##### Data #####

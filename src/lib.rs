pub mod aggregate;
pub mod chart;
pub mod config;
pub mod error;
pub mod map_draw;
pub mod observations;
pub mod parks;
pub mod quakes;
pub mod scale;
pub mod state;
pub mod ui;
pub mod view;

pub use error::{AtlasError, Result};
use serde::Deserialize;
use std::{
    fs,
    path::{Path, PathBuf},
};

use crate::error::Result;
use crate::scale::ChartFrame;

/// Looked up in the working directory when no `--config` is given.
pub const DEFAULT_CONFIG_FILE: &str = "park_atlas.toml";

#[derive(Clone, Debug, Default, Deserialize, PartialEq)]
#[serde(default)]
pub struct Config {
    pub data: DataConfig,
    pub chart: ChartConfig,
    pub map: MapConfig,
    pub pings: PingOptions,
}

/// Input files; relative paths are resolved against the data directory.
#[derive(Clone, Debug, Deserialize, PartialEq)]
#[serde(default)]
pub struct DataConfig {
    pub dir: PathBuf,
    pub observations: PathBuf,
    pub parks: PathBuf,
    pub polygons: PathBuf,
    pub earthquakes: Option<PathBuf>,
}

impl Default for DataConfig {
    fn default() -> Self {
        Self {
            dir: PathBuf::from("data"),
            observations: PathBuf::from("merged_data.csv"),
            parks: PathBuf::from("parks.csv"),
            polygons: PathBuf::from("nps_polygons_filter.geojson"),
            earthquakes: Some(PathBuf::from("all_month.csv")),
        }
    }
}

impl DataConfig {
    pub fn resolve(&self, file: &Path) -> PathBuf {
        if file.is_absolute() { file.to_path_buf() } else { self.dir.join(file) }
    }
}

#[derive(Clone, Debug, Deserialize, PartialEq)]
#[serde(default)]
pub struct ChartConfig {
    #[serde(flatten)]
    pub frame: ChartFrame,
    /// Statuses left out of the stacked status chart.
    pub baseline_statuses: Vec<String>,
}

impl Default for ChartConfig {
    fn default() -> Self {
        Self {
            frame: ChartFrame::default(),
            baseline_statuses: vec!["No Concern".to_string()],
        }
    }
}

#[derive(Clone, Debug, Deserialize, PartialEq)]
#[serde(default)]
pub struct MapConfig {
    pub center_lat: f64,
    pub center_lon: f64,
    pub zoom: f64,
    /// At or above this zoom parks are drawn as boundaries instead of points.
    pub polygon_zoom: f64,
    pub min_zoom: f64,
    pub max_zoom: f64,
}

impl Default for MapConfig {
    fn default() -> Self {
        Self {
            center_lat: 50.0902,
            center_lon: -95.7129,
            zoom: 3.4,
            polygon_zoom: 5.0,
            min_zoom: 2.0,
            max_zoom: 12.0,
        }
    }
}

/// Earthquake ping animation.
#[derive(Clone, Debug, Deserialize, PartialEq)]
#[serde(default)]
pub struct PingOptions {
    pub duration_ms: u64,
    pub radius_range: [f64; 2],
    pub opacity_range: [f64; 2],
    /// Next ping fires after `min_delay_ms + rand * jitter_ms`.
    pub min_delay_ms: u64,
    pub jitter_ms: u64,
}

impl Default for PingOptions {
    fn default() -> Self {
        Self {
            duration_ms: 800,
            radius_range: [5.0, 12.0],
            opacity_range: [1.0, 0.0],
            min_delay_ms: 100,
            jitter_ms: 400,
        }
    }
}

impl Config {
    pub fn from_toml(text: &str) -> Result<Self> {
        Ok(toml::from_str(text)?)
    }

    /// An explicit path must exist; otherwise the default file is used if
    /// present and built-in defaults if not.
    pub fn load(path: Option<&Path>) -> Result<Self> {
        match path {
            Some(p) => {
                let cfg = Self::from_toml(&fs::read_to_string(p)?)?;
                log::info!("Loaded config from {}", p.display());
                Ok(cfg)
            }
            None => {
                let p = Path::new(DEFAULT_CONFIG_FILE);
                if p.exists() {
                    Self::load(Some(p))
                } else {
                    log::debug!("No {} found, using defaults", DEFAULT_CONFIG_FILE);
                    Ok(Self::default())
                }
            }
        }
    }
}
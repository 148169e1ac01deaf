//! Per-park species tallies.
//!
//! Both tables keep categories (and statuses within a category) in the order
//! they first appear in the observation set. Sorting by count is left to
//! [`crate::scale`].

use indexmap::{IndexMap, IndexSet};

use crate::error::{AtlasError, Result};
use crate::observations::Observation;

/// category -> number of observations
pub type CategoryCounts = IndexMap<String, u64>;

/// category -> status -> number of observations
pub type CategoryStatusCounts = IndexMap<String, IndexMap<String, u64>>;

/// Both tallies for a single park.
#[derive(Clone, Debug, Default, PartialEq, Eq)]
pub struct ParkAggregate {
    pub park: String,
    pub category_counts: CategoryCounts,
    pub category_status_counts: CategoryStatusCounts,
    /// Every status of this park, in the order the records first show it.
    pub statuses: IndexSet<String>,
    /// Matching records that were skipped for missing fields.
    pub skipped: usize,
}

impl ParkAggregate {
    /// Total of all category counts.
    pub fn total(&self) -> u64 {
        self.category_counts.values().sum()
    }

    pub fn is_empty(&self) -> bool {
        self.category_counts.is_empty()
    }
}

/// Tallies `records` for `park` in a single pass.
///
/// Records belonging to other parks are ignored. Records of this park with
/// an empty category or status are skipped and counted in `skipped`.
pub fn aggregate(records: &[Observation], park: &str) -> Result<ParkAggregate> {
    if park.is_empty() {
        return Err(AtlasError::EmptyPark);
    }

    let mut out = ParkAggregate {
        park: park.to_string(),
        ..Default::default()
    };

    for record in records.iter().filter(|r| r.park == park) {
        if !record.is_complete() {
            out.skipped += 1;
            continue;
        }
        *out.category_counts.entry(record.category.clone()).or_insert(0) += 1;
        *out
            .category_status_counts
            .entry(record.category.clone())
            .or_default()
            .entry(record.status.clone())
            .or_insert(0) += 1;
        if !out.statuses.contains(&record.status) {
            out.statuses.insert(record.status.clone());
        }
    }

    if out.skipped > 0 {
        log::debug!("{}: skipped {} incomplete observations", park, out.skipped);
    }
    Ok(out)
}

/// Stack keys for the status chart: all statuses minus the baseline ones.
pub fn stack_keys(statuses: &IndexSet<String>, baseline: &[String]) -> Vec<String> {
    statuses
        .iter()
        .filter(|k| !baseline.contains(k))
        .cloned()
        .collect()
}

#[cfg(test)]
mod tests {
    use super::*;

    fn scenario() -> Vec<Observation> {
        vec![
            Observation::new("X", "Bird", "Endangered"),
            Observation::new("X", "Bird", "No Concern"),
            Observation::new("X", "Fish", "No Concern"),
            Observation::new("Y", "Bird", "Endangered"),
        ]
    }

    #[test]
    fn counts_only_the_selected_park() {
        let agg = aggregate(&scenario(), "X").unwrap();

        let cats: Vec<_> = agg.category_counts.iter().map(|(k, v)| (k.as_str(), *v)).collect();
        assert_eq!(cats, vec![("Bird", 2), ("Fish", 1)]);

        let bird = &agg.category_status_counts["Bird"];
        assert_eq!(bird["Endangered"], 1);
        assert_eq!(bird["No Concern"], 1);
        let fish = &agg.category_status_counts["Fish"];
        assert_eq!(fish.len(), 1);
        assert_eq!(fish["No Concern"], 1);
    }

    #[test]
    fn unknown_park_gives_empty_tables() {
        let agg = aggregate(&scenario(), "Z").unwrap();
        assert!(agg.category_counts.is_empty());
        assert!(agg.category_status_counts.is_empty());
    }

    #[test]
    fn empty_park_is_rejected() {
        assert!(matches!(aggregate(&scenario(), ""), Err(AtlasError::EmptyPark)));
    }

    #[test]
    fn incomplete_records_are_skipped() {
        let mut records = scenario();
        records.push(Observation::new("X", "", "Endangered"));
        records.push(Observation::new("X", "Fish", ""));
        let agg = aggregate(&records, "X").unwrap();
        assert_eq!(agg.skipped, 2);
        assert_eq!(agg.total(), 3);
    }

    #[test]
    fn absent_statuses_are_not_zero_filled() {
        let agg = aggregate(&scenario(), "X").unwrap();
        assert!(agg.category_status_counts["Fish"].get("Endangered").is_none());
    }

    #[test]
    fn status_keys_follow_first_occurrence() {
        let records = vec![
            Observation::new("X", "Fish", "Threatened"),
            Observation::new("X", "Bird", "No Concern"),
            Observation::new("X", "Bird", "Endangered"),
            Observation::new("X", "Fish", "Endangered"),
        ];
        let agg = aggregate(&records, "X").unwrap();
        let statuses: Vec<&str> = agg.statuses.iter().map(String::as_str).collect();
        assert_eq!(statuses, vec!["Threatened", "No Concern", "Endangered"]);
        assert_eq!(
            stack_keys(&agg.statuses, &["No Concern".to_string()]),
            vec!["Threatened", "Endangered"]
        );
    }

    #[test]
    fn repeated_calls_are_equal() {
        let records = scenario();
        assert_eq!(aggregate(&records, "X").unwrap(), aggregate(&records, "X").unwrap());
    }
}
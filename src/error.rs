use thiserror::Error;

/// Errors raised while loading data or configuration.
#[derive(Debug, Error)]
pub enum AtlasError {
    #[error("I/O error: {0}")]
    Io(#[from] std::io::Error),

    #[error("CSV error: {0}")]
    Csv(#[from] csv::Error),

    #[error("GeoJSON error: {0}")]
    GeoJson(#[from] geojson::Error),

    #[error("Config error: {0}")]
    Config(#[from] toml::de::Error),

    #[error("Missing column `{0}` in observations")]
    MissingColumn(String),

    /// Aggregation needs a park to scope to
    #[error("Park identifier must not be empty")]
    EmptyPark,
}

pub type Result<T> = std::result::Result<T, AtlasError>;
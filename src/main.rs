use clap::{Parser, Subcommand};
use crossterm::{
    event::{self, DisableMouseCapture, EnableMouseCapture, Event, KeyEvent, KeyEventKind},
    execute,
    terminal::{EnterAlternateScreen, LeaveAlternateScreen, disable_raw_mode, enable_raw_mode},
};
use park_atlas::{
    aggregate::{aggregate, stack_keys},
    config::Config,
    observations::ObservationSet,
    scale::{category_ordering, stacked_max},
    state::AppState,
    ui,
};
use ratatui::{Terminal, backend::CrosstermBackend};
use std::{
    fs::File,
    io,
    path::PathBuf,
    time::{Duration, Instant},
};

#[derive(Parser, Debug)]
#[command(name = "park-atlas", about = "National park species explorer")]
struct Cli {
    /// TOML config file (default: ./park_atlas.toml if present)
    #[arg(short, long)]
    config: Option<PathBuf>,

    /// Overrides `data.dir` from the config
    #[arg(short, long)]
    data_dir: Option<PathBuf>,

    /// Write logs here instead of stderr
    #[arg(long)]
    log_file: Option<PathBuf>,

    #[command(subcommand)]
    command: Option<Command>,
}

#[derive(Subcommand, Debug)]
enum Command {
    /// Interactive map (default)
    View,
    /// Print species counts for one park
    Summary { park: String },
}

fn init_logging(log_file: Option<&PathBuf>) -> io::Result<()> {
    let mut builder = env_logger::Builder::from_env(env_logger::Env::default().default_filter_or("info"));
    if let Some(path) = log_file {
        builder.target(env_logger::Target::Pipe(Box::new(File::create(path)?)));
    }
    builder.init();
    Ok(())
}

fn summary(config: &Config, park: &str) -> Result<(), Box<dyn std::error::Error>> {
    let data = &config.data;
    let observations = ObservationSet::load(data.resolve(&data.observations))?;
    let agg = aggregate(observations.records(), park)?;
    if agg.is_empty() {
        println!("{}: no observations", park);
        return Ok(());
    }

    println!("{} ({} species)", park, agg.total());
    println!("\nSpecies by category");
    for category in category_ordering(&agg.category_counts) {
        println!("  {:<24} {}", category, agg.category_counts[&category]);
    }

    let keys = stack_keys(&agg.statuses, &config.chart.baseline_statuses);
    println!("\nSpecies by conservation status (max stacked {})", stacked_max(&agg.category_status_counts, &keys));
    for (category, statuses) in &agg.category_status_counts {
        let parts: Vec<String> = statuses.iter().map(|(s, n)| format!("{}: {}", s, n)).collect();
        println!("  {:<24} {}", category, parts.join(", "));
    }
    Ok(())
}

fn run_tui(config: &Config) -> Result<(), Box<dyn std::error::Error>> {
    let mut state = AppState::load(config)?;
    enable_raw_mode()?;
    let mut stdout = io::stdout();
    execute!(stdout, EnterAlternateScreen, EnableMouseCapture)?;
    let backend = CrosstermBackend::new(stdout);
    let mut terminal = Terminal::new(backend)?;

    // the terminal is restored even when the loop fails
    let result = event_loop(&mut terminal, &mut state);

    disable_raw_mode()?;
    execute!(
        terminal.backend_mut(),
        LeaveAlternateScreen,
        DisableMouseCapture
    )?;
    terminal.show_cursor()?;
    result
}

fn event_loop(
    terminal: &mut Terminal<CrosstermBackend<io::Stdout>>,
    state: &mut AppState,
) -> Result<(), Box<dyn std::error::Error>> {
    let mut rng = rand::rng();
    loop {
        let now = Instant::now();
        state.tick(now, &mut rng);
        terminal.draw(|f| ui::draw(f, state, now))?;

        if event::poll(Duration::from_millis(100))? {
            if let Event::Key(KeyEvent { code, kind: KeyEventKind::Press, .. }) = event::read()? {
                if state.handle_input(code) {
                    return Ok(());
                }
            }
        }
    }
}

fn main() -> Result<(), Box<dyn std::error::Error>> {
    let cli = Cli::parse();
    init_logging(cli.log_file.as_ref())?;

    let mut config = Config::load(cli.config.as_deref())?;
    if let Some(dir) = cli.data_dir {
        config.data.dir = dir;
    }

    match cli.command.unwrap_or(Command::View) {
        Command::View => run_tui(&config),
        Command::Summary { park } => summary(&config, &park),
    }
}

#####

## [Instructions to follow]
Make a list of all lines in the data that contain "ChartFrame".

## [Expected answer]
use crate::scale::ChartFrame;
    pub frame: ChartFrame,
            frame: ChartFrame::default(),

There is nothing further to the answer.